Cody shook his head. “No. With everything that’s been going on, my mind races every time I close my eyes.”
“You're safe here,” Reid vowed. “You can sleep. I'll be right here."
Cody's smile faded into something more serious. "Reid. Thank you. For taking this seriously. The cops acted like I was paranoid."
"You're not." Reid held his gaze. "Someone violated your space. That's a credible threat. And it won't happen here. I promise."
He shouldn't promise. Promises were emotional, personal. But the words came out anyway, and Cody's expression softened with relief.
"I'll try to sleep," Cody said. He hesitated, then added, "I'm glad it's you. Handling this. You make me feel… I don't know. Safe."
Then he closed the door, and Reid was left standing in the hallway, reeling. His mate felt safe. Satisfaction unfurled in his chest—but satisfaction brought its own torment—the need to verify, to protect, to never let anything harm what was his.
Reid forced himself to walk away. To check the perimeter sensors. To make coffee he didn't drink. To pull up the case files Diane had sent him—photos of the letters, statements from venue security, a list of everyone in Cody's inner circle.
He should be analyzing the threat. Building profiles. Planning next steps.
Instead, he stood at the kitchen counter and listened to the sound of Cody moving around in the bedroom above. Water running. Footsteps. Then silence as Cody lay down.
Reid's bear wanted to be in that room.
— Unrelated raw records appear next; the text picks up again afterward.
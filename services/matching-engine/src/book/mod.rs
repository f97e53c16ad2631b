//! Order book: two sides of resting residuals plus derived best prices

mod ask_book;
mod bid_book;

pub use ask_book::AskBook;
pub use bid_book::BidBook;

use serde::{Deserialize, Serialize};
use types::numeric::{Price, Units};
use types::order::Order;

/// A resting order: the immutable intent plus its unfilled remainder
///
/// `remaining_units` starts equal to the order's units and only ever
/// decreases. A residual with zero remaining units never rests in the book.
#[derive(Debug, Clone, PartialEq)]
pub struct ResidualOrder {
    order: Order,
    remaining_units: Units,
}

impl ResidualOrder {
    /// Create a residual for a freshly admitted order
    pub fn new(order: Order) -> Self {
        let remaining_units = order.units;
        Self {
            order,
            remaining_units,
        }
    }

    /// The underlying immutable order
    pub fn order(&self) -> &Order {
        &self.order
    }

    /// Unfilled remainder
    pub fn remaining_units(&self) -> Units {
        self.remaining_units
    }

    /// Apply a fill, returning the remaining units afterwards
    ///
    /// # Panics
    /// Panics if the fill exceeds the remainder; fills are capped at the
    /// min of the two residuals before this is called.
    pub fn fill(&mut self, units: Units) -> Units {
        self.remaining_units = self.remaining_units.minus(units);
        self.remaining_units
    }
}

/// Derived best-price snapshot of both sides
///
/// Recomputed on read, so it is never stale. Compared before and after a
/// book mutation to decide whether a price-changed event fires.
#[derive(Debug, Clone, Copy, PartialEq, Eq, Serialize, Deserialize)]
pub struct TopOfBook {
    pub bid: Option<Price>,
    pub ask: Option<Price>,
}

/// The engine-local book: both sides of resting residuals
#[derive(Debug, Default)]
pub struct Book {
    pub bids: BidBook,
    pub asks: AskBook,
}

impl Book {
    /// Create a new empty book
    pub fn new() -> Self {
        Self {
            bids: BidBook::new(),
            asks: AskBook::new(),
        }
    }

    /// Current derived best prices
    pub fn top(&self) -> TopOfBook {
        TopOfBook {
            bid: self.bids.best_bid(),
            ask: self.asks.best_ask(),
        }
    }

    /// Total resting units across both sides
    pub fn resting_units(&self) -> u64 {
        self.bids
            .iter()
            .chain(self.asks.iter())
            .map(|r| r.remaining_units().get())
            .sum()
    }

    /// Verify the book is uncrossed after settlement
    ///
    /// # Panics
    /// Panics if any bid price reaches any ask price. A crossed book after
    /// matching means the fill loop is broken; the engine must not keep
    /// running on a corrupt book.
    pub fn assert_uncrossed(&self) {
        if let (Some(bid), Some(ask)) = (self.bids.best_bid(), self.asks.best_ask()) {
            assert!(
                bid < ask,
                "book crossed after settlement: best bid {bid} >= best ask {ask}"
            );
        }
    }
}
//! Command dispatcher and engine task
//!
//! The engine runs as a single spawned task draining a command channel, so
//! every command executes to completion (state mutation plus all event
//! emissions) before the next is observed. Request-reply commands carry a
//! oneshot sender; replies go out after the command has fully applied.

use tokio::sync::{broadcast, mpsc, oneshot};
use tracing::info;
use types::errors::EngineError;
use types::ids::Symbol;
use types::order::Order;

use crate::engine::Engine;
use crate::events::{MarketEvent, DEFAULT_EVENT_CAPACITY};
use crate::reply::{AskResult, BidResult, GetPriceResult, GetTradesResult};

/// Engine task configuration
#[derive(Debug, Clone)]
pub struct EngineConfig {
    /// Broadcast capacity of the event stream
    pub event_capacity: usize,
}

impl Default for EngineConfig {
    fn default() -> Self {
        Self {
            event_capacity: DEFAULT_EVENT_CAPACITY,
        }
    }
}

/// Commands accepted by the engine task
///
/// The set is closed: the transport owns type discipline, so there is no
/// unrecognised-command arm to ignore.
#[derive(Debug)]
pub enum EngineCommand {
    PlaceBid {
        order: Order,
        reply: oneshot::Sender<BidResult>,
    },
    PlaceAsk {
        order: Order,
        reply: oneshot::Sender<AskResult>,
    },
    GetPrice {
        reply: oneshot::Sender<GetPriceResult>,
    },
    GetTrades {
        reply: oneshot::Sender<GetTradesResult>,
    },
    Halt,
    Start,
}

/// Cheap-to-clone handle to a running engine task
///
/// Commands from one handle are processed in submission order. The handle
/// is the only way in; the broadcast stream is the only way out besides
/// per-command replies.
#[derive(Debug, Clone)]
pub struct EngineHandle {
    commands: mpsc::UnboundedSender<EngineCommand>,
    events: broadcast::Sender<MarketEvent>,
}

impl EngineHandle {
    /// Spawn an engine task for one symbol with default configuration
    pub fn spawn(symbol: Symbol) -> Self {
        Self::spawn_with_config(symbol, EngineConfig::default())
    }

    /// Spawn an engine task for one symbol
    pub fn spawn_with_config(symbol: Symbol, config: EngineConfig) -> Self {
        let engine = Engine::with_event_capacity(symbol, config.event_capacity);
        let events = engine.event_sender();
        let (commands, command_rx) = mpsc::unbounded_channel();

        tokio::spawn(run_engine(engine, command_rx));

        Self { commands, events }
    }

    /// Submit a bid; replies after the order is fully processed
    pub async fn place_bid(&self, order: Order) -> Result<BidResult, EngineError> {
        let (reply, reply_rx) = oneshot::channel();
        self.send(EngineCommand::PlaceBid { order, reply })?;
        reply_rx.await.map_err(|_| EngineError::Unavailable)
    }

    /// Submit an ask; replies after the order is fully processed
    pub async fn place_ask(&self, order: Order) -> Result<AskResult, EngineError> {
        let (reply, reply_rx) = oneshot::channel();
        self.send(EngineCommand::PlaceAsk { order, reply })?;
        reply_rx.await.map_err(|_| EngineError::Unavailable)
    }

    /// Query the derived best prices
    pub async fn get_price(&self) -> Result<GetPriceResult, EngineError> {
        let (reply, reply_rx) = oneshot::channel();
        self.send(EngineCommand::GetPrice { reply })?;
        reply_rx.await.map_err(|_| EngineError::Unavailable)
    }

    /// Query the flattened executed-order list
    pub async fn get_trades(&self) -> Result<GetTradesResult, EngineError> {
        let (reply, reply_rx) = oneshot::channel();
        self.send(EngineCommand::GetTrades { reply })?;
        reply_rx.await.map_err(|_| EngineError::Unavailable)
    }

    /// Halt the engine; takes effect on receipt, no reply
    pub fn halt(&self) -> Result<(), EngineError> {
        self.send(EngineCommand::Halt)
    }

    /// Start the engine; takes effect on receipt, no reply
    pub fn start(&self) -> Result<(), EngineError> {
        self.send(EngineCommand::Start)
    }

    /// Subscribe to the broadcast event stream
    pub fn subscribe(&self) -> broadcast::Receiver<MarketEvent> {
        self.events.subscribe()
    }

    fn send(&self, command: EngineCommand) -> Result<(), EngineError> {
        self.commands
            .send(command)
            .map_err(|_| EngineError::Unavailable)
    }
}

/// Engine task: drain commands until every handle is dropped
async fn run_engine(mut engine: Engine, mut commands: mpsc::UnboundedReceiver<EngineCommand>) {
    info!(symbol = %engine.symbol(), "engine task started");

    while let Some(command) = commands.recv().await {
        match command {
            EngineCommand::PlaceBid { order, reply } => {
                let result = match engine.submit(order) {
                    Ok(()) => BidResult::accepted(),
                    Err(err) => BidResult::rejected(&err),
                };
                // The command has fully applied; a dropped caller is fine
                let _ = reply.send(result);
            }
            EngineCommand::PlaceAsk { order, reply } => {
                let result = match engine.submit(order) {
                    Ok(()) => AskResult::accepted(),
                    Err(err) => AskResult::rejected(&err),
                };
                let _ = reply.send(result);
            }
            EngineCommand::GetPrice { reply } => {
                let _ = reply.send(GetPriceResult::from_top(engine.top()));
            }
            EngineCommand::GetTrades { reply } => {
                let _ = reply.send(GetTradesResult::from_executed(engine.executed_orders()));
            }
            EngineCommand::Halt => engine.halt(),
            EngineCommand::Start => engine.start(),
        }
    }

    info!(symbol = %engine.symbol(), "engine task stopped");
}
Wanted to curl around their mate and keep watch. Wanted to make absolutely certain nothing could reach him.
Instead, Reid compromised by dragging a chair into the hallway outside Cody's bedroom. He sat, back against the wall, and listened through the door to Cody's breathing even out into sleep.
Reid didn't sleep. He never slept on the first night of protection detail.
But tonight, it wasn't protocol keeping him awake.